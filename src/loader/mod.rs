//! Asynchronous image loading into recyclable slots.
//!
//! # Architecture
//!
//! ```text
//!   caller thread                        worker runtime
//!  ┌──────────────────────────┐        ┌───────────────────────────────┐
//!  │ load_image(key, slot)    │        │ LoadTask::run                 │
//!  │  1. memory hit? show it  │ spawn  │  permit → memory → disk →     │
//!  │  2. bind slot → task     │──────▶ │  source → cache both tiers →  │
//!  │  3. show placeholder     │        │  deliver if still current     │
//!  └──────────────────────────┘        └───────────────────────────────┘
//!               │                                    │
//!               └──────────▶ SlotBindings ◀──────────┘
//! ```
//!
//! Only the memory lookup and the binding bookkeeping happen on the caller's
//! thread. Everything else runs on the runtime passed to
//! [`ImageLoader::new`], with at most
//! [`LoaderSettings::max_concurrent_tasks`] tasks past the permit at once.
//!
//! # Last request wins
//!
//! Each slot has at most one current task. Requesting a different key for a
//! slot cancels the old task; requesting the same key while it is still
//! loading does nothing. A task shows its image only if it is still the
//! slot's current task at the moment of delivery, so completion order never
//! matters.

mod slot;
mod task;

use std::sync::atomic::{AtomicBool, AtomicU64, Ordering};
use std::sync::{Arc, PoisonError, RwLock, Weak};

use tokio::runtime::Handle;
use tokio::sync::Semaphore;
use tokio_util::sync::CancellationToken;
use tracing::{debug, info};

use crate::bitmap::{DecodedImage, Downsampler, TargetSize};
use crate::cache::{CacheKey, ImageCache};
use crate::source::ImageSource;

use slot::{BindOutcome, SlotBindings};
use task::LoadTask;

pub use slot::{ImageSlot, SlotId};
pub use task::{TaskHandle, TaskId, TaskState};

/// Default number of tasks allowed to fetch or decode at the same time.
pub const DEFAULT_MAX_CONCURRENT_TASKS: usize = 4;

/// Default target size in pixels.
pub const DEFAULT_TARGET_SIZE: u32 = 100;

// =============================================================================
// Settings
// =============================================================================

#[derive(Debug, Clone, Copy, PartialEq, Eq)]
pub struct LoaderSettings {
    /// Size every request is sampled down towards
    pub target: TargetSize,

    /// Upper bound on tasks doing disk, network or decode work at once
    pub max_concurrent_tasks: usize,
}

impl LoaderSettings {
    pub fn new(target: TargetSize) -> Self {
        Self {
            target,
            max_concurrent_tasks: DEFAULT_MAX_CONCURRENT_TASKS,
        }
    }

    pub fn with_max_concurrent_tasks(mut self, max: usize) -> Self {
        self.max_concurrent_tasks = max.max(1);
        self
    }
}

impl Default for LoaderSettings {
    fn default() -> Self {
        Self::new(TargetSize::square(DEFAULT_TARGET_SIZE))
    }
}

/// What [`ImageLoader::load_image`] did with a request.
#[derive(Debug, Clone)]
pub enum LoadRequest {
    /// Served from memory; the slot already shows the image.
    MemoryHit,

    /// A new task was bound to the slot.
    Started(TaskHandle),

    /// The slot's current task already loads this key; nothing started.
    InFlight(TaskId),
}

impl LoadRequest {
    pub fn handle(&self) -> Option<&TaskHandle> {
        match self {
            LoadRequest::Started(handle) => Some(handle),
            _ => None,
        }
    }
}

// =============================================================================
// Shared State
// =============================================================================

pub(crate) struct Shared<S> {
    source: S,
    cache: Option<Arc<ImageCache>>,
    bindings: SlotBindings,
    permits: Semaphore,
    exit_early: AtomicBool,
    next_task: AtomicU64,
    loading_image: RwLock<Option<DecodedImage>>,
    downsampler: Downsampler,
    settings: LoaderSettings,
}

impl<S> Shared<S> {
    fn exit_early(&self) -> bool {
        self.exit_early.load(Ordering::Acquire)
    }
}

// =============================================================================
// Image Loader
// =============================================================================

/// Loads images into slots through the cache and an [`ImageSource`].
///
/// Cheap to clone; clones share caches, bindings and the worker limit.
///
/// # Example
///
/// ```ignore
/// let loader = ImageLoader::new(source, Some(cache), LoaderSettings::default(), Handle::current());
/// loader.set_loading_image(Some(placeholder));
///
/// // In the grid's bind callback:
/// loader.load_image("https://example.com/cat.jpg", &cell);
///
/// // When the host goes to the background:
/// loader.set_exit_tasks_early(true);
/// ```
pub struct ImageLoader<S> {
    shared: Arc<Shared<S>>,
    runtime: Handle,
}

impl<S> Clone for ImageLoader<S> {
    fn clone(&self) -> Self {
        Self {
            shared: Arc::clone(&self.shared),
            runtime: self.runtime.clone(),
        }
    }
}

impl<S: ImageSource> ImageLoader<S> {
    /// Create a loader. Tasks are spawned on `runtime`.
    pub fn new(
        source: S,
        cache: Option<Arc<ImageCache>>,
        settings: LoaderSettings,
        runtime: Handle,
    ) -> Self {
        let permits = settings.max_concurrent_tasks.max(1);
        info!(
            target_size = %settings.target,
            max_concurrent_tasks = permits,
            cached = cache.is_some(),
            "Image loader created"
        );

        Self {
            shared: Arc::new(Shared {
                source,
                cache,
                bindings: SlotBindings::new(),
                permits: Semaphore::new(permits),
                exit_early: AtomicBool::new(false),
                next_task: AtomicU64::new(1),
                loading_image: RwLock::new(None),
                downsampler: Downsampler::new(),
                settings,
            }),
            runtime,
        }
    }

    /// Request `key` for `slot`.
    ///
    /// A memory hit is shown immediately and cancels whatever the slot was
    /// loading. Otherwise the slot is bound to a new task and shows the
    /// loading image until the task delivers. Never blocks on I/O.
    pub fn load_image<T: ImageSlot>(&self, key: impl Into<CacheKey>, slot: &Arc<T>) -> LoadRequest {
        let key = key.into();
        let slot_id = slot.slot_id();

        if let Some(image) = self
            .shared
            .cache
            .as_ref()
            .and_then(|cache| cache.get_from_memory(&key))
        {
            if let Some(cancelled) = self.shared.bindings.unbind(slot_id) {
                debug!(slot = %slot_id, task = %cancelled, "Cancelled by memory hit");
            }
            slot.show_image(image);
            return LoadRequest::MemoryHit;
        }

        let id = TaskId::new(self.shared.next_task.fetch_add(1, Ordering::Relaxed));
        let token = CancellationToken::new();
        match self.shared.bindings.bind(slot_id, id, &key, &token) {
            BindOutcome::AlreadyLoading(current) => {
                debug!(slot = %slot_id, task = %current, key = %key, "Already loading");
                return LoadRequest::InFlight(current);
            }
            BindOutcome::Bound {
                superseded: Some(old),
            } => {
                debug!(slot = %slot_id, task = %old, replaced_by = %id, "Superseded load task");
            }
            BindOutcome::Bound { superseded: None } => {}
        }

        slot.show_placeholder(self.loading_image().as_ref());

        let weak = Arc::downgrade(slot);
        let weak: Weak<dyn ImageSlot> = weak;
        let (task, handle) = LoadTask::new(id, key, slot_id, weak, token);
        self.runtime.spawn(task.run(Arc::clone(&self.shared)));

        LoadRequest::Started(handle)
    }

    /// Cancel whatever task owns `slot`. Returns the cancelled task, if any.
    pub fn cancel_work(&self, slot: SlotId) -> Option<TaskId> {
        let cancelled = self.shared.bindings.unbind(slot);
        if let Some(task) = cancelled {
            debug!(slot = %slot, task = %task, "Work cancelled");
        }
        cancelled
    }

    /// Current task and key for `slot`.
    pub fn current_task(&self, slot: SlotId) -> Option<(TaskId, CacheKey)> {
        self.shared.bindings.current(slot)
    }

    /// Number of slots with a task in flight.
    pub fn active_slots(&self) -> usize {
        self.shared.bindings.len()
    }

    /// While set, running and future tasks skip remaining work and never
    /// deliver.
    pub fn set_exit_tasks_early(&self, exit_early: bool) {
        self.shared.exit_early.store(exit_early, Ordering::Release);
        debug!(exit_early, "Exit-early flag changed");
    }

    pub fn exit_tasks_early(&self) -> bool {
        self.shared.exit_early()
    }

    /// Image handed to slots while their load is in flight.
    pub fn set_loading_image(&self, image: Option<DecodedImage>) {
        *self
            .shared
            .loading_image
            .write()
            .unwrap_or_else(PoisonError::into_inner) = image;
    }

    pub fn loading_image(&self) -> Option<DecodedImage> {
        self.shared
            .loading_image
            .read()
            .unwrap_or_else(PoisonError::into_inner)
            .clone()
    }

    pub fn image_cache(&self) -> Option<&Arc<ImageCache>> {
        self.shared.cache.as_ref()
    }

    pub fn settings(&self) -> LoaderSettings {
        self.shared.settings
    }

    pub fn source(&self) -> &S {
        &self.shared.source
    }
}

- - - - -

- _YOUR OBJECTIVE_: When the word "Option" appears in a line of the listing, pull that line out.

- _OUTPUT_:
    pub fn handle(&self) -> Option<&TaskHandle> {
    cache: Option<Arc<ImageCache>>,
    loading_image: RwLock<Option<DecodedImage>>,
        cache: Option<Arc<ImageCache>>,
    pub fn cancel_work(&self, slot: SlotId) -> Option<TaskId> {
    pub fn current_task(&self, slot: SlotId) -> Option<(TaskId, CacheKey)> {
    pub fn set_loading_image(&self, image: Option<DecodedImage>) {
    pub fn loading_image(&self) -> Option<DecodedImage> {
    pub fn image_cache(&self) -> Option<&Arc<ImageCache>> {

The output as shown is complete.